Moyle credits his third form art teacher Arnold Manaaki Wilson with inspiring his passion for collecting. A police officer turned financial planner, Moyle bought art with his first pay cheque - and has now amassed a private collection of more than 1500 works.
"Schools can't use school funds to buy art, so that's been my contribution over the years. It's in the hallways and throughout the school ... if they build the walls, the art will come!"
Concerns that students could damage the work on display throughout Mt Albert Grammar have been unfounded, he says.
"I've noticed it in my own children - they almost gain an art appreciation by osmosis ... I think it becomes part of the ambience of the school."
Occasionally, says Moyle, there is "robust debate" with teachers about the suitability of some contemporary art for a school setting.
"I see the student art, and some of that is pretty edgy! I always back down. At the end of the day it's about the opportunities it gives to students at the school. Imagine a young Stephen Banbury or a young John Pule, and they're surrounded by significant art? It's not all incredibly valuable, but it's significant art by significant New Zealand artists. You don't know how that can influence."
Kauri Tree Tops is one of five McCahon's in the upcoming auction valued at $250,000 or more. The most expensive painting in the sale - a $1m-$1.5m large-scale work from the famous Elias series - has been returned to New Zealand from London.
Auctioneer Ben Plumbly says it is unusual - and risky - to devote an entire catalogue to a single artist.

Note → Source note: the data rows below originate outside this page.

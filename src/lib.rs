// badge-bootstrap - runtime bootstrapper for the badge application
// Core library functionality

pub mod cli;
pub mod models;
pub mod services;
pub mod utils;

// Re-export commonly used types
pub use models::recipe::Recipe;
pub use models::step::{BootstrapReport, Step, StepStatus};
pub use services::bootstrapper::{BootstrapOptions, Bootstrapper};
pub use services::runner::{CommandRunner, Invocation, InvocationOutput, SystemRunner};
pub use utils::error::{BootstrapError, Result};
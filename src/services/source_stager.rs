// Working directory, manifest staging and application source copy

use regex::Regex;
use sha2::{Digest, Sha256};
use std::collections::HashSet;
use std::fs;
use std::io::ErrorKind;
use std::path::{Component, Path, PathBuf};

use crate::models::layer_cache::STATE_DIR;
use crate::models::manifest::Manifest;
use crate::utils::error::{BootstrapError, Result};

/// Compiled `.dockerignore`-style rules; the last matching rule wins
#[derive(Debug, Clone, Default)]
pub struct IgnoreRules {
    rules: Vec<IgnoreRule>,
}

#[derive(Debug, Clone)]
struct IgnoreRule {
    pattern: Regex,
    negated: bool,
}

impl IgnoreRules {
    /// Load rules from a file; a missing file yields no rules
    pub fn load(path: &Path) -> Result<Self> {
        match fs::read_to_string(path) {
            Ok(content) => Self::parse(&content),
            Err(err) if err.kind() == ErrorKind::NotFound => Ok(Self::default()),
            Err(err) => Err(err.into()),
        }
    }

    pub fn parse(content: &str) -> Result<Self> {
        let mut rules = Vec::new();
        for line in content.lines() {
            let line = line.trim();
            if line.is_empty() || line.starts_with('#') {
                continue;
            }
            let (negated, pattern) = match line.strip_prefix('!') {
                Some(rest) => (true, rest.trim()),
                None => (false, line),
            };
            let pattern = pattern
                .trim_start_matches("./")
                .trim_start_matches('/')
                .trim_end_matches('/');
            if pattern.is_empty() {
                continue;
            }
            let regex = Regex::new(&glob_to_regex(pattern)).map_err(|e| {
                BootstrapError::ConfigError(format!("Invalid ignore pattern '{line}': {e}"))
            })?;
            rules.push(IgnoreRule {
                pattern: regex,
                negated,
            });
        }
        Ok(Self { rules })
    }

    pub fn is_empty(&self) -> bool {
        self.rules.is_empty()
    }

    fn has_negations(&self) -> bool {
        self.rules.iter().any(|r| r.negated)
    }

    /// Whether a context-relative path (or one of its parents) is excluded
    pub fn is_ignored(&self, relative: &Path) -> bool {
        let candidates = ancestors_as_strings(relative);
        let mut ignored = false;
        for rule in &self.rules {
            if candidates.iter().any(|c| rule.pattern.is_match(c)) {
                ignored = !rule.negated;
            }
        }
        ignored
    }
}

/// `a/b/c` -> `["a", "a/b", "a/b/c"]`, always `/`-separated
fn ancestors_as_strings(relative: &Path) -> Vec<String> {
    let mut out = Vec::new();
    let mut current = String::new();
    for component in relative.components() {
        if let Component::Normal(part) = component {
            if !current.is_empty() {
                current.push('/');
            }
            current.push_str(&part.to_string_lossy());
            out.push(current.clone());
        }
    }
    out
}

fn glob_to_regex(pattern: &str) -> String {
    let mut regex = String::from("^");
    let chars: Vec<char> = pattern.chars().collect();
    let mut i = 0;
    while i < chars.len() {
        match chars[i] {
            '*' if chars.get(i + 1) == Some(&'*') => {
                if chars.get(i + 2) == Some(&'/') {
                    regex.push_str("(?:.*/)?");
                    i += 3;
                } else {
                    regex.push_str(".*");
                    i += 2;
                }
                continue;
            }
            '*' => regex.push_str("[^/]*"),
            '?' => regex.push_str("[^/]"),
            c => regex.push_str(&regex::escape(&c.to_string())),
        }
        i += 1;
    }
    regex.push('$');
    regex
}

/// Result of copying the source tree
#[derive(Debug, Clone, Default, PartialEq, Eq)]
pub struct CopySummary {
    pub copied: usize,
    pub removed: usize,
    /// Context and workdir are the same directory; nothing was copied
    pub in_place: bool,
}

/// Moves inputs from the build context into the working directory
#[derive(Debug, Clone)]
pub struct SourceStager {
    context: PathBuf,
    workdir: PathBuf,
    rules: IgnoreRules,
}

impl SourceStager {
    pub fn new(context: &Path, workdir: &Path, ignore_file: &str) -> Result<Self> {
        if !context.is_dir() {
            return Err(BootstrapError::MissingSource(context.to_path_buf()));
        }
        let rules = IgnoreRules::load(&context.join(ignore_file))?;
        if rules.is_empty() {
            tracing::debug!(ignore_file, "no ignore rules, copying the whole context");
        }
        Ok(Self {
            context: context.to_path_buf(),
            workdir: workdir.to_path_buf(),
            rules,
        })
    }

    pub fn context(&self) -> &Path {
        &self.context
    }

    pub fn workdir(&self) -> &Path {
        &self.workdir
    }

    /// Directory that holds the staged manifest, outside the copied source
    pub fn manifest_dir(&self) -> PathBuf {
        self.workdir.join(STATE_DIR).join("manifest")
    }

    pub async fn enter_workdir(&self) -> Result<()> {
        tokio::fs::create_dir_all(&self.workdir).await?;
        tracing::info!(workdir = %self.workdir.display(), "working directory ready");
        Ok(())
    }

    /// Copy only the manifest files; returns the staged root manifest path
    pub async fn stage_manifest(&self, manifest: &Manifest) -> Result<PathBuf> {
        let target = self.manifest_dir();
        if tokio::fs::metadata(&target).await.is_ok() {
            tokio::fs::remove_dir_all(&target).await?;
        }

        for file in &manifest.files {
            let destination = target.join(&file.relative);
            if let Some(parent) = destination.parent() {
                tokio::fs::create_dir_all(parent).await?;
            }
            tokio::fs::write(&destination, &file.contents).await?;
        }

        let root = manifest
            .root_file()
            .ok_or_else(|| BootstrapError::ValidationError("Manifest has no files".to_string()))?;
        tracing::info!(files = manifest.files.len(), "manifest staged");
        Ok(target.join(root))
    }

    /// Whether the context is itself the workdir
    pub fn is_in_place(&self) -> bool {
        match (self.context.canonicalize(), self.workdir.canonicalize()) {
            (Ok(context), Ok(workdir)) => context == workdir,
            _ => false,
        }
    }

    /// Workdir location relative to the context when it is nested inside it
    fn nested_workdir(&self) -> Option<PathBuf> {
        let context = self.context.canonicalize().ok()?;
        let workdir = self
            .workdir
            .canonicalize()
            .unwrap_or_else(|_| absolute(&self.workdir));
        workdir
            .strip_prefix(&context)
            .ok()
            .filter(|p| !p.as_os_str().is_empty())
            .map(Path::to_path_buf)
    }

    /// Every context-relative file that belongs to the application source, sorted
    pub fn collect_sources(&self) -> Result<Vec<PathBuf>> {
        let nested = self.nested_workdir();
        let mut files = Vec::new();
        self.walk(&self.context, Path::new(""), nested.as_deref(), &mut files)?;
        files.sort();
        Ok(files)
    }

    fn walk(&self, dir: &Path, relative: &Path, nested: Option<&Path>, out: &mut Vec<PathBuf>) -> Result<()> {
        let mut entries = fs::read_dir(dir)?.collect::<std::io::Result<Vec<_>>>()?;
        entries.sort_by_key(fs::DirEntry::file_name);

        for entry in entries {
            let rel = relative.join(entry.file_name());
            if rel == Path::new(STATE_DIR) || nested == Some(rel.as_path()) {
                continue;
            }

            let metadata = match fs::metadata(entry.path()) {
                Ok(metadata) => metadata,
                Err(err) => {
                    tracing::warn!(path = %rel.display(), %err, "skipping unreadable entry");
                    continue;
                }
            };

            if metadata.is_dir() {
                // Negated rules may re-include files below an excluded directory.
                if self.rules.is_ignored(&rel) && !self.rules.has_negations() {
                    continue;
                }
                self.walk(&entry.path(), &rel, nested, out)?;
            } else if metadata.is_file() && !self.rules.is_ignored(&rel) {
                out.push(rel);
            }
        }
        Ok(())
    }

    /// SHA-256 over relative paths and contents
    pub fn digest(&self, files: &[PathBuf]) -> Result<String> {
        let mut hasher = Sha256::new();
        for file in files {
            hasher.update(ancestors_as_strings(file).last().map_or("", String::as_str).as_bytes());
            hasher.update([0u8]);
            hasher.update(fs::read(self.context.join(file))?);
            hasher.update([0u8]);
        }
        Ok(format!("{:x}", hasher.finalize()))
    }

    /// Copy `files` into the workdir and delete what an earlier copy left behind
    pub async fn copy_sources(&self, files: &[PathBuf], previous: &[PathBuf]) -> Result<CopySummary> {
        if self.is_in_place() {
            tracing::info!("context is the working directory, nothing to copy");
            return Ok(CopySummary {
                in_place: true,
                ..CopySummary::default()
            });
        }

        for file in files {
            let destination = self.workdir.join(file);
            if let Some(parent) = destination.parent() {
                tokio::fs::create_dir_all(parent).await?;
            }
            tokio::fs::copy(self.context.join(file), &destination).await?;
        }

        let current: HashSet<&PathBuf> = files.iter().collect();
        let mut removed = 0;
        for stale in previous.iter().filter(|p| !current.contains(p)) {
            match tokio::fs::remove_file(self.workdir.join(stale)).await {
                Ok(()) => removed += 1,
                Err(err) if err.kind() == ErrorKind::NotFound => {}
                Err(err) => return Err(err.into()),
            }
        }

        tracing::info!(copied = files.len(), removed, "application source copied");
        Ok(CopySummary {
            copied: files.len(),
            removed,
            in_place: false,
        })
    }

    /// The entry point inside the workdir, which must exist
    pub fn entry_point(&self, entry_point: &str) -> Result<PathBuf> {
        let path = self.workdir.join(entry_point);
        if path.is_file() {
            Ok(path)
        } else {
            Err(BootstrapError::MissingSource(path))
        }
    }
}

/// Make a path absolute against the current directory without touching the filesystem
pub fn absolute(path: &Path) -> PathBuf {
    if path.is_absolute() {
        path.to_path_buf()
    } else {
        std::env::current_dir()
            .map(|cwd| cwd.join(path))
            .unwrap_or_else(|_| path.to_path_buf())
    }
}
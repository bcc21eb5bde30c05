use super::support::{Fixture, RecordingRunner};
use badge_bootstrap::{BootstrapError, Bootstrapper, Step};

/// Failures stop the sequence where they happen

#[tokio::test]
async fn test_unavailable_native_package_fails_before_dependencies() {
    let fixture = Fixture::new();
    let runner = RecordingRunner::failing_on("apt-get install", "E: Unable to locate package libgl1");
    let mut bootstrapper = Bootstrapper::new(fixture.recipe(), fixture.options(), runner).unwrap();

    let err = bootstrapper.provision().await.unwrap_err();
    assert!(matches!(err, BootstrapError::NativeInstallError(_)));
    assert!(err.to_string().contains("Unable to locate package"));

    let lines = bootstrapper.runner().command_lines();
    assert!(!lines.iter().any(|l| l.contains("pip")));
    assert!(!fixture.workdir().exists());
}

#[tokio::test]
async fn test_invalid_native_name_never_reaches_apt() {
    let fixture = Fixture::new();
    let mut recipe = fixture.recipe();
    recipe.native.packages.push("Bad_Name".to_string());
    let mut bootstrapper =
        Bootstrapper::new(recipe, fixture.options(), RecordingRunner::default()).unwrap();

    let err = bootstrapper.provision().await.unwrap_err();
    assert!(matches!(err, BootstrapError::NativeInstallError(_)));
    assert!(bootstrapper.runner().calls().is_empty());
}

#[tokio::test]
async fn test_unresolvable_dependency_fails_before_source_copy() {
    let fixture = Fixture::new();
    fixture.write("requirements.txt", "flask==2.0.0\nnosuchpkg==9.9\n");
    let runner = RecordingRunner::failing_on(
        "install -r",
        "ERROR: No matching distribution found for nosuchpkg==9.9",
    );
    let mut bootstrapper = Bootstrapper::new(fixture.recipe(), fixture.options(), runner).unwrap();

    let err = bootstrapper.provision().await.unwrap_err();
    assert!(matches!(err, BootstrapError::DependencyError(_)));

    let lines = bootstrapper.runner().command_lines();
    assert!(lines.iter().any(|l| l.starts_with("apt-get install")));
    assert!(!fixture.workdir().join("badge_app.py").exists());

    // the failed step and everything after it are not recorded
    let state = bootstrapper.state();
    assert!(state.key_for(Step::UpgradeInstaller).is_some());
    assert!(state.key_for(Step::InstallDependencies).is_none());
    assert!(state.key_for(Step::CopySource).is_none());
}

#[tokio::test]
async fn test_missing_entry_point_fails_copy() {
    let fixture = Fixture::new();
    let mut recipe = fixture.recipe();
    recipe.app.entry_point = "main.py".to_string();
    let mut bootstrapper =
        Bootstrapper::new(recipe, fixture.options(), RecordingRunner::default()).unwrap();

    let err = bootstrapper.provision().await.unwrap_err();
    assert!(matches!(err, BootstrapError::MissingSource(path) if path.ends_with("main.py")));
}

#[tokio::test]
async fn test_interpreter_mismatch_is_validation_error() {
    let fixture = Fixture::new();
    let mut recipe = fixture.recipe();
    recipe.runtime.python = "3.11".to_string();
    let mut bootstrapper =
        Bootstrapper::new(recipe, fixture.options(), RecordingRunner::default()).unwrap();

    let err = bootstrapper.provision().await.unwrap_err();
    assert!(matches!(err, BootstrapError::ValidationError(_)));
    assert!(err.to_string().contains("Python 3.11 is required"));
}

"The really bizarre thing about the way this sale has turned out, is that a lot of the time people associate McCahon with monochrome and black and white and we've got this really brilliant brightly coloured, uplifting, spring celebratory catalogue of his work.
"But you can't control that when you're in my job. What comes in, comes in."
According to Plumbly, the potato-cut Christmas card print of a man hoeing a tobacco field, is "early as heck", dating from the time McCahon lived in Riwaka, near Nelson. While it is selling relatively cheaply for a McCahon, "to someone who really knows McCahon ... it's priceless. It's nice to have things that are historically important."
Tuesday's auction includes a second catalogue of works from the Marti and Gerrard Friedlander collection, including a 1972 McCahon painting Study of Kurow Hill. The current record for the most expensive painting ever sold at auction in New Zealand is McCahon's multi-panel painting the Canoe Tainui, which went for a hammer price of $1.35m in 2016.
Celebrating Colin McCahon - An Auction Event will take place on November 5. Two free public events - a floor talk by McCahon scholar Peter Simpson and a conversation with artist Judy Millar - are scheduled for this afternoon (Saturday, November 2) at Art + Object's Auckland auction house.